# K, here is goes dose any one els do this?



## travlingypsy (Apr 5, 2008)

Ive been wanting to ask this for a while now. Cause well its kinda, what am I saying its embarrasing. So dont make fun of me to much... :razz:

Does anyone canter in the house? Ive noticed that a couple months ago 
Ive been cantering every where I go in the house, some times I trot to! But then thats just regular running... 

Do you do this? I cant help it now. Its like im so use to a horses speed and riding all the time that I just canter...


----------



## Bitless (Jan 11, 2008)

BAHAHAHA 

omg! 

i thought i was the only one who used to do that :lol: 

I dont do it now, but deffiently did when i was younger. hehe, a good way to run if you ask me, less energy consuming i thought :wink:


----------



## kickshaw (May 7, 2008)

i used to do that all of the time. It would make my mother really embarrassed when we had company :lol:


----------



## Sissimut-icehestar (Jan 20, 2008)

I try to make the car go faster with my seat.. 
like I would get a horse into canter... :roll::lol:


----------



## SonnyWimps (Feb 22, 2008)

oh totally! It's fun! I still do it  hehe


----------



## Vidaloco (Sep 14, 2007)

I would but I would probably have a heart attach and you would miss me if I was gone :wink: :lol:
My old knees don't do trots anymore anyway :sad:


----------



## appylover31803 (Sep 18, 2007)

I canter and trot! hehe
If I'm going to the car (anywhere) and it's cold, I'll canter up to it and do a nice transition to a trot, walk or halt 

I do skip sometimes too.. but that's not a horsey move...


----------



## travlingypsy (Apr 5, 2008)

OMG THANK GOD IM NOT THE ONLY ONE! Oooh seeesh! Im not insane! Ok well when did everyone stop cause im 20 I cant really get away with it like a "kid" would.







Sissimut-icehestar said:


> I try to make the car go faster with my seat..
> like I would get a horse into canter... :roll::lol:


I use to talk to my car and encourage it to go faster to beat the other cars like we were in a race! 



appylover31803 said:


> I do skip sometimes too.. but that's not a horsey move...


Yah I do "flying lead changes" to... 


I wonder how many of us use to do it on this forum???


----------



## appylover31803 (Sep 18, 2007)

TG, I'm 21 and still do it... think I'll always do it hehe. 

even when I was a kid (before I took lessons) that's how I would move. And when I would pretend my dogs were horses, instead of running when they were cantering, I'd canter along with them hehehe


----------



## travlingypsy (Apr 5, 2008)

LOL my poor dog has fallen victim to my new pony. I jump on him like in the old westerns (but my feet are on the ground) and I grab onto the mane (scruff) and tell him to walk and trot he hasnt gotten the canter yet  but in time...


----------



## appylover31803 (Sep 18, 2007)

Anytime I do that with Chief, he just sits down:roll:

I'm once he's older, he'll get it.


----------



## travlingypsy (Apr 5, 2008)

lol yah duke does that but I just give him a nudge and say walk on. How old is chief?


----------



## Painted Ride (Jun 30, 2008)

Sissimut-icehestar said:


> I try to make the car go faster with my seat..
> like I would get a horse into canter... :roll::lol:


 mee tooooooo...i love it..i even act like im jumping the roads that meet the mane road that im driving on....wow


----------



## appylover31803 (Sep 18, 2007)

He's only 11 months, so he still has a lot of maturing to do.


----------



## travlingypsy (Apr 5, 2008)

Oh Duke is 11 mo to!


----------



## Dumas'_Grrrl (Apr 2, 2008)

When I'm riding behind my hubby on the 4 wheeler, I'll close my eyes and try to imagine being on a horse... I practice balance until my hubby is asking my why I have my arms out to the sides!! 

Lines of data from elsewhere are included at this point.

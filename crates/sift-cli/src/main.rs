//! Sift CLI
//!
//! Command-line interface for indexing files and querying them.

mod media;

use std::collections::BTreeMap;
use std::io;
use std::path::PathBuf;

use anyhow::Context;
use clap::{Parser, Subcommand};
use colored::Colorize;
use serde::Serialize;
use sift_core::{
    Document, Facet, FacetLink, HighlightMarkers, IndexStore, SearchConfig, SearchEngine,
    SqliteIndex, DEFAULT_PER_PAGE, DEFAULT_SNIPPET_LENGTH,
};
use tracing::Level;
use tracing_subscriber::EnvFilter;

use crate::media::{file_uri, load_file, parse_key_val};

/// Sift - positional full-text search
#[derive(Parser)]
#[command(name = "sift")]
#[command(version = env!("CARGO_PKG_VERSION"))]
#[command(about = "Index files and search them with a small boolean query language")]
#[command(long_about = "Index files and search them with a small boolean query language.\n\nQueries combine words, \"quoted phrases\", key:value metadata filters,\na+b conjunction and -a negation.")]
struct Cli {
    /// Index database path (defaults to $SIFT_DB_PATH, then the platform data directory)
    #[arg(long, global = true)]
    db: Option<PathBuf>,

    #[command(subcommand)]
    command: Commands,
}

#[derive(Subcommand)]
enum Commands {
    /// Index files, replacing earlier versions of the same files
    Index {
        /// Files to index
        #[arg(required = true)]
        files: Vec<PathBuf>,
        /// Extra metadata for every file (repeatable)
        #[arg(long = "meta", value_name = "KEY=VALUE", value_parser = parse_key_val)]
        meta: Vec<(String, String)>,
    },

    /// Run a query and print ranked, highlighted results
    Search {
        /// Query string
        query: String,
        /// Result page, starting at 1
        #[arg(long, default_value = "1")]
        page: usize,
        /// Results per page
        #[arg(long, default_value_t = DEFAULT_PER_PAGE)]
        per_page: usize,
        /// Snippet width in words
        #[arg(long, default_value_t = DEFAULT_SNIPPET_LENGTH)]
        snippet_length: u32,
        /// Print JSON instead of text
        #[arg(long)]
        json: bool,
        /// Also print refinement suggestions
        #[arg(long)]
        facets: bool,
    },

    /// Show the indexed text and metadata of a document
    Show {
        /// Document id
        id: i64,
    },

    /// Remove a document by URI or file path
    Remove {
        /// Stored URI, or the path of an indexed file
        uri: String,
    },

    /// Show index statistics
    Stats,
}

fn main() -> anyhow::Result<()> {
    let cli = Cli::parse();

    // Logging goes to stderr so result output stays clean
    tracing_subscriber::fmt()
        .with_env_filter(EnvFilter::from_default_env().add_directive(Level::WARN.into()))
        .with_writer(io::stderr)
        .with_target(false)
        .init();

    let index = SqliteIndex::open(cli.db).context("failed to open index")?;

    match cli.command {
        Commands::Index { files, meta } => run_index(&index, files, meta),
        Commands::Search {
            query,
            page,
            per_page,
            snippet_length,
            json,
            facets,
        } => run_search(&index, &query, page, per_page, snippet_length, json, facets),
        Commands::Show { id } => run_show(&index, id),
        Commands::Remove { uri } => run_remove(&index, &uri),
        Commands::Stats => run_stats(&index),
    }
}

/// Run index command
fn run_index(index: &SqliteIndex, files: Vec<PathBuf>, meta: Vec<(String, String)>) -> anyhow::Result<()> {
    let extra: BTreeMap<String, String> = meta.into_iter().collect();

    let mut indexed = 0usize;
    let mut failed = 0usize;
    for path in &files {
        let loaded = match load_file(path, &extra) {
            Ok(loaded) => loaded,
            Err(e) => {
                tracing::warn!("Skipping {}: {:#}", path.display(), e);
                failed += 1;
                continue;
            }
        };

        let doc = Document::new(loaded.uri, &loaded.text, &loaded.metadata);
        let id = index.add_document(&doc)?;
        println!("{} {} {}", "indexed".green(), format!("#{id}").dimmed(), doc.uri);
        indexed += 1;
    }

    println!();
    println!("{}: {}", "Indexed".white().bold(), indexed);
    if failed > 0 {
        println!("{}: {}", "Skipped".yellow().bold(), failed);
    }
    Ok(())
}

#[derive(Serialize)]
#[serde(rename_all = "camelCase")]
struct JsonHit<'a> {
    id: i64,
    uri: Option<String>,
    score: f64,
    snippet: &'a str,
}

#[derive(Serialize)]
struct JsonFacet {
    title: &'static str,
    links: Vec<FacetLink>,
}

#[derive(Serialize)]
#[serde(rename_all = "camelCase")]
struct JsonResults<'a> {
    query: &'a str,
    total: usize,
    page: usize,
    per_page: usize,
    hits: Vec<JsonHit<'a>>,
    #[serde(skip_serializing_if = "Option::is_none")]
    facets: Option<Vec<JsonFacet>>,
}

/// Run search command
#[allow(clippy::too_many_arguments)]
fn run_search(
    index: &SqliteIndex,
    query: &str,
    page: usize,
    per_page: usize,
    snippet_length: u32,
    json: bool,
    show_facets: bool,
) -> anyhow::Result<()> {
    if page == 0 {
        anyhow::bail!("Pages start at 1");
    }
    if per_page == 0 {
        anyhow::bail!("--per-page must be at least 1");
    }

    let markers = if json || !colored::control::SHOULD_COLORIZE.should_colorize() {
        HighlightMarkers::default()
    } else {
        HighlightMarkers::new("\x1b[1;33m", "\x1b[0m")
    };
    let config = SearchConfig {
        snippet_length,
        per_page,
        markers,
    };
    let engine = SearchEngine::new(index, config);

    let ranked = engine.rank(query)?;
    let facets: Option<Vec<(Facet, Vec<FacetLink>)>> = if show_facets {
        Some(engine.facets(query, &ranked)?)
    } else {
        None
    };
    let results = engine.paginate(query, ranked, page - 1)?;

    if json {
        let mut hits = Vec::with_capacity(results.hits.len());
        for hit in &results.hits {
            hits.push(JsonHit {
                id: hit.doc,
                uri: index.get_document_uri(hit.doc)?,
                score: hit.score,
                snippet: &hit.snippet,
            });
        }
        let output = JsonResults {
            query,
            total: results.total,
            page,
            per_page,
            hits,
            facets: facets.map(|f| {
                f.into_iter()
                    .map(|(facet, links)| JsonFacet {
                        title: facet.title(),
                        links,
                    })
                    .collect()
            }),
        };
        println!("{}", serde_json::to_string_pretty(&output)?);
        return Ok(());
    }

    let pages = results.total.div_ceil(per_page).max(1);
    println!("{}", format!("=== Sift: {query} ===").cyan().bold());
    println!(
        "{}",
        format!("{} results, page {} of {}", results.total, page, pages).dimmed()
    );
    println!();

    if results.hits.is_empty() {
        println!("{}", "No matching documents.".dimmed());
    }

    for (i, hit) in results.hits.iter().enumerate() {
        let rank = (page - 1) * per_page + i + 1;
        let uri = index
            .get_document_uri(hit.doc)?
            .unwrap_or_else(|| "<unknown>".to_string());
        println!(
            "{}. {} {} {}",
            rank,
            uri.white().bold(),
            format!("#{}", hit.doc).dimmed(),
            format!("{:.4}", hit.score).green()
        );
        if !hit.snippet.is_empty() {
            println!("   {}", hit.snippet);
        }
    }

    if let Some(facets) = facets {
        for (facet, links) in facets {
            println!();
            println!("{}", format!("=== {} ===", facet.title()).yellow().bold());
            for link in links {
                println!("  {:<20} {}", link.label, link.query.dimmed());
            }
        }
    }

    if results.has_next() {
        println!();
        println!("{}", format!("More results: --page {}", page + 1).dimmed());
    }
    Ok(())
}

/// Run show command
fn run_show(index: &SqliteIndex, id: i64) -> anyhow::Result<()> {
    let Some(record) = index.get_document(id)? else {
        anyhow::bail!("No document with id {id}");
    };

    println!("{}", format!("=== Document #{} ===", record.id).cyan().bold());
    println!("{}: {}", "URI".white().bold(), record.uri);
    println!(
        "{}: {}",
        "Indexed".white().bold(),
        record.indexed_at.format("%Y-%m-%d %H:%M:%S")
    );

    if !record.metadata.is_empty() {
        println!();
        println!("{}", "=== Metadata ===".yellow().bold());
        for (key, value) in &record.metadata {
            println!("  {}: {}", key.white().bold(), value);
        }
    }

    println!();
    println!("{}", "=== Text ===".yellow().bold());
    let text = index.reconstruct_document(&record.id)?;
    if text.is_empty() {
        println!("{}", "(no indexed body)".dimmed());
    } else {
        println!("{text}");
    }
    Ok(())
}

/// Run remove command
fn run_remove(index: &SqliteIndex, uri: &str) -> anyhow::Result<()> {
    // Accept both stored URIs and paths to indexed files
    let mut removed = index.remove_document(uri)?;
    if !removed {
        if let Ok(path) = std::fs::canonicalize(uri) {
            removed = index.remove_document(&file_uri(&path))?;
        }
    }

    if !removed {
        anyhow::bail!("No document indexed under {uri}");
    }
    println!("{} {}", "removed".red(), uri);
    Ok(())
}

/// Run stats command
fn run_stats(index: &SqliteIndex) -> anyhow::Result<()> {
    let stats = index.stats()?;

    println!("{}", "=== Sift Index Statistics ===".cyan().bold());
    println!();
    println!("{}: {}", "Database".white().bold(), index.path().display());
    println!("{}: {}", "Documents".white().bold(), stats.documents);
    println!("{}: {}", "Distinct Terms".white().bold(), stats.terms);
    println!("{}: {}", "Postings".white().bold(), stats.postings);
    println!("{}: {}", "Positions".white().bold(), stats.locations);
    println!("{}: {}", "Metadata Pairs".white().bold(), stats.metadata_pairs);

    let avg = if stats.documents > 0 {
        stats.locations as f64 / stats.documents as f64
    } else {
        0.0
    };
    println!("{}: {:.1}", "Avg Positions/Document".white().bold(), avg);
    Ok(())
}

I ride my chair here at the computer trying to answer questions about leg cues and sitting the trot.

I will trot and canter....my kids get terribly embarrased at the grocery store parking lot.

When we are going to places like fairs and rodeos if my son has a hood on his shirt or jacket I'll neck rein him to keep him moving through the crowd.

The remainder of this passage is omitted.